◆ Directions for this task: The answer must consist solely of the line that contains "necessarily on return." and all subsequent lines of the data, each reproduced exactly.

◆ Dataset records:
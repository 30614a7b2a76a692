//! Vector index capability and its Meilisearch adapter.

mod identifier;
mod meilisearch;
mod types;

use async_trait::async_trait;

pub use identifier::{MAX_KEY_BYTES, RESERVED_SUFFIX_BYTES, sanitize_identifier, sanitize_record_id};
pub use meilisearch::{MeilisearchIndex, SEMANTIC_RATIO};
pub use types::{IndexError, RecordId, SearchResult, VectorRecord};

/// Store that holds embedded chunks and answers hybrid and similarity queries.
#[async_trait]
pub trait VectorIndex: Send + Sync {
    /// Persist a batch of records. Records become searchable eventually, not necessarily on return.
    async fn add_records(&self, records: Vec<VectorRecord>) -> Result<(), IndexError>;

    /// Rank records against both the query text and its embedding.
    async fn hybrid_search(
        &self,
        query: &str,
        vector: Vec<f32>,
        limit: usize,
    ) -> Result<SearchResult, IndexError>;

    /// Find records whose stored embeddings are closest to the record identified by `id`.
    async fn similarity_search(&self, id: &RecordId, limit: usize)
    -> Result<SearchResult, IndexError>;
}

◆ Solution to the exercise:
    /// Persist a batch of records. Records become searchable eventually, not necessarily on return.
    async fn add_records(&self, records: Vec<VectorRecord>) -> Result<(), IndexError>;

    /// Rank records against both the query text and its embedding.
    async fn hybrid_search(
        &self,
        query: &str,
        vector: Vec<f32>,
        limit: usize,
    ) -> Result<SearchResult, IndexError>;

    /// Find records whose stored embeddings are closest to the record identified by `id`.
    async fn similarity_search(&self, id: &RecordId, limit: usize)
    -> Result<SearchResult, IndexError>;
}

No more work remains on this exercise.